Please return all of the data exactly as written.
** Opening Available records block **
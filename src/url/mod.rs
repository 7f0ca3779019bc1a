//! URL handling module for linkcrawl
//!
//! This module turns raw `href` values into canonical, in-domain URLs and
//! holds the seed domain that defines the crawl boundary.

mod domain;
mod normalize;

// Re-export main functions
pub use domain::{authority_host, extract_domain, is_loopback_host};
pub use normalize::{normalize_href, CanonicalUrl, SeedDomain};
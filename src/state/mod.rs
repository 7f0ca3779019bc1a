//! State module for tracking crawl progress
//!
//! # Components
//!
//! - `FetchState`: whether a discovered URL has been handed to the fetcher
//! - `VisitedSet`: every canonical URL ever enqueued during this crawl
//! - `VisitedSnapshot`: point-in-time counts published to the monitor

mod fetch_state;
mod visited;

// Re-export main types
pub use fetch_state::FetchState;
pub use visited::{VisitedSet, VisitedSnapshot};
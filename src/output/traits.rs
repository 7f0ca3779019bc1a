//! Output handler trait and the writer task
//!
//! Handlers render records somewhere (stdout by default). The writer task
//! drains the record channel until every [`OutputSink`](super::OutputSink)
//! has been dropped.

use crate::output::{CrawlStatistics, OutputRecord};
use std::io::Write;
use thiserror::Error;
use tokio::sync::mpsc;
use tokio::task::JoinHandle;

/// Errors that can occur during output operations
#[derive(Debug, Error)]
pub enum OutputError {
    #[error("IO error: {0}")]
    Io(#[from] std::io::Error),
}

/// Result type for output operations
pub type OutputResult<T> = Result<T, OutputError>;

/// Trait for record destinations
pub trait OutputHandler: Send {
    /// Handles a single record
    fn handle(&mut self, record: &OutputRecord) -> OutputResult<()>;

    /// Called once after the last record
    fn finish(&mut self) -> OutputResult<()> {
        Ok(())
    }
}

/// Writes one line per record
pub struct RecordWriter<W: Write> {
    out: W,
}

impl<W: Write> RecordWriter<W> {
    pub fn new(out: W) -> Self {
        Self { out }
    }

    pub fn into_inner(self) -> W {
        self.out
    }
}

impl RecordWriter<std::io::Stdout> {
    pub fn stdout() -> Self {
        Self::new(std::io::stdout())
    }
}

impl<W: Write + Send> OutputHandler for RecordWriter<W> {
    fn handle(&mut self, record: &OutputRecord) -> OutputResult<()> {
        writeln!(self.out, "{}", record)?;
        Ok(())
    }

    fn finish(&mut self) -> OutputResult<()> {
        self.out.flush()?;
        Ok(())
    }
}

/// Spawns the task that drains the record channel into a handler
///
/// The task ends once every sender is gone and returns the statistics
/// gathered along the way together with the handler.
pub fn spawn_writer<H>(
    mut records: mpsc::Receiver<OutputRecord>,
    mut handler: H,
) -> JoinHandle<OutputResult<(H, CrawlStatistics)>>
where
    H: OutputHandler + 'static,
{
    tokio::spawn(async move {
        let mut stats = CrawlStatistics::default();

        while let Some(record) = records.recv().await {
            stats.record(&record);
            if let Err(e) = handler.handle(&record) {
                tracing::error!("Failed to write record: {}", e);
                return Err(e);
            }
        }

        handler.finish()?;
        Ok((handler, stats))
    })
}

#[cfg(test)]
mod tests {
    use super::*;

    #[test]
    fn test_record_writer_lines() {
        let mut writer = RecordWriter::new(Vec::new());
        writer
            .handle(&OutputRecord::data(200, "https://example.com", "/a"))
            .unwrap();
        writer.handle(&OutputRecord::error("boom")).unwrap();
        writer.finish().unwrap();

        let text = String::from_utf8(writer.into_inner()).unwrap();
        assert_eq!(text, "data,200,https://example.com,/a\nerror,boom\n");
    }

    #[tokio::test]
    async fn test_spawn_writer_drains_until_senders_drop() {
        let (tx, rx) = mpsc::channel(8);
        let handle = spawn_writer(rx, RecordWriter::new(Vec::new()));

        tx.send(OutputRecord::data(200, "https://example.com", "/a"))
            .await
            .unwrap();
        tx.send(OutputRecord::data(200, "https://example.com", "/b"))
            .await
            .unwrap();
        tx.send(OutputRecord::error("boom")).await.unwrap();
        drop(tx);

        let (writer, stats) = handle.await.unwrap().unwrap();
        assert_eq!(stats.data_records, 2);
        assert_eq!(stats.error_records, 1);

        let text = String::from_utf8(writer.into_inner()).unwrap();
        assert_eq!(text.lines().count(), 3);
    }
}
** Closing Available records block **
_Result:_
filename src/url/mod.rs
repository 7f0ca3779019bc1a
//! URL handling module for linkcrawl
//!
//! This module turns raw `href` values into canonical, in-domain URLs and
//! holds the seed domain that defines the crawl boundary.

mod domain;
mod normalize;

// Re-export main functions
pub use domain::{authority_host, extract_domain, is_loopback_host};
pub use normalize::{normalize_href, CanonicalUrl, SeedDomain};
filename src/state/mod.rs
repository 7f0ca3779019bc1a
//! State module for tracking crawl progress
//!
//! # Components
//!
//! - `FetchState`: whether a discovered URL has been handed to the fetcher
//! - `VisitedSet`: every canonical URL ever enqueued during this crawl
//! - `VisitedSnapshot`: point-in-time counts published to the monitor

mod fetch_state;
mod visited;

// Re-export main types
pub use fetch_state::FetchState;
pub use visited::{VisitedSet, VisitedSnapshot};
filename src/output/traits.rs
repository 7f0ca3779019bc1a
//! Output handler trait and the writer task
//!
//! Handlers render records somewhere (stdout by default). The writer task
//! drains the record channel until every [`OutputSink`](super::OutputSink)
//! has been dropped.

use crate::output::{CrawlStatistics, OutputRecord};
use std::io::Write;
use thiserror::Error;
use tokio::sync::mpsc;
use tokio::task::JoinHandle;

/// Errors that can occur during output operations
#[derive(Debug, Error)]
pub enum OutputError {
    #[error("IO error: {0}")]
    Io(#[from] std::io::Error),
}

/// Result type for output operations
pub type OutputResult<T> = Result<T, OutputError>;

/// Trait for record destinations
pub trait OutputHandler: Send {
    /// Handles a single record
    fn handle(&mut self, record: &OutputRecord) -> OutputResult<()>;

    /// Called once after the last record
    fn finish(&mut self) -> OutputResult<()> {
        Ok(())
    }
}

/// Writes one line per record
pub struct RecordWriter<W: Write> {
    out: W,
}

impl<W: Write> RecordWriter<W> {
    pub fn new(out: W) -> Self {
        Self { out }
    }

    pub fn into_inner(self) -> W {
        self.out
    }
}

impl RecordWriter<std::io::Stdout> {
    pub fn stdout() -> Self {
        Self::new(std::io::stdout())
    }
}

impl<W: Write + Send> OutputHandler for RecordWriter<W> {
    fn handle(&mut self, record: &OutputRecord) -> OutputResult<()> {
        writeln!(self.out, "{}", record)?;
        Ok(())
    }

    fn finish(&mut self) -> OutputResult<()> {
        self.out.flush()?;
        Ok(())
    }
}

/// Spawns the task that drains the record channel into a handler
///
/// The task ends once every sender is gone and returns the statistics
/// gathered along the way together with the handler.
pub fn spawn_writer<H>(
    mut records: mpsc::Receiver<OutputRecord>,
    mut handler: H,
) -> JoinHandle<OutputResult<(H, CrawlStatistics)>>
where
    H: OutputHandler + 'static,
{
    tokio::spawn(async move {
        let mut stats = CrawlStatistics::default();

        while let Some(record) = records.recv().await {
            stats.record(&record);
            if let Err(e) = handler.handle(&record) {
                tracing::error!("Failed to write record: {}", e);
                return Err(e);
            }
        }

        handler.finish()?;
        Ok((handler, stats))
    })
}

#[cfg(test)]
mod tests {
    use super::*;

    #[test]
    fn test_record_writer_lines() {
        let mut writer = RecordWriter::new(Vec::new());
        writer
            .handle(&OutputRecord::data(200, "https://example.com", "/a"))
            .unwrap();
        writer.handle(&OutputRecord::error("boom")).unwrap();
        writer.finish().unwrap();

        let text = String::from_utf8(writer.into_inner()).unwrap();
        assert_eq!(text, "data,200,https://example.com,/a\nerror,boom\n");
    }

    #[tokio::test]
    async fn test_spawn_writer_drains_until_senders_drop() {
        let (tx, rx) = mpsc::channel(8);
        let handle = spawn_writer(rx, RecordWriter::new(Vec::new()));

        tx.send(OutputRecord::data(200, "https://example.com", "/a"))
            .await
            .unwrap();
        tx.send(OutputRecord::data(200, "https://example.com", "/b"))
            .await
            .unwrap();
        tx.send(OutputRecord::error("boom")).await.unwrap();
        drop(tx);

        let (writer, stats) = handle.await.unwrap().unwrap();
        assert_eq!(stats.data_records, 2);
        assert_eq!(stats.error_records, 1);

        let text = String::from_utf8(writer.into_inner()).unwrap();
        assert_eq!(text.lines().count(), 3);
    }
}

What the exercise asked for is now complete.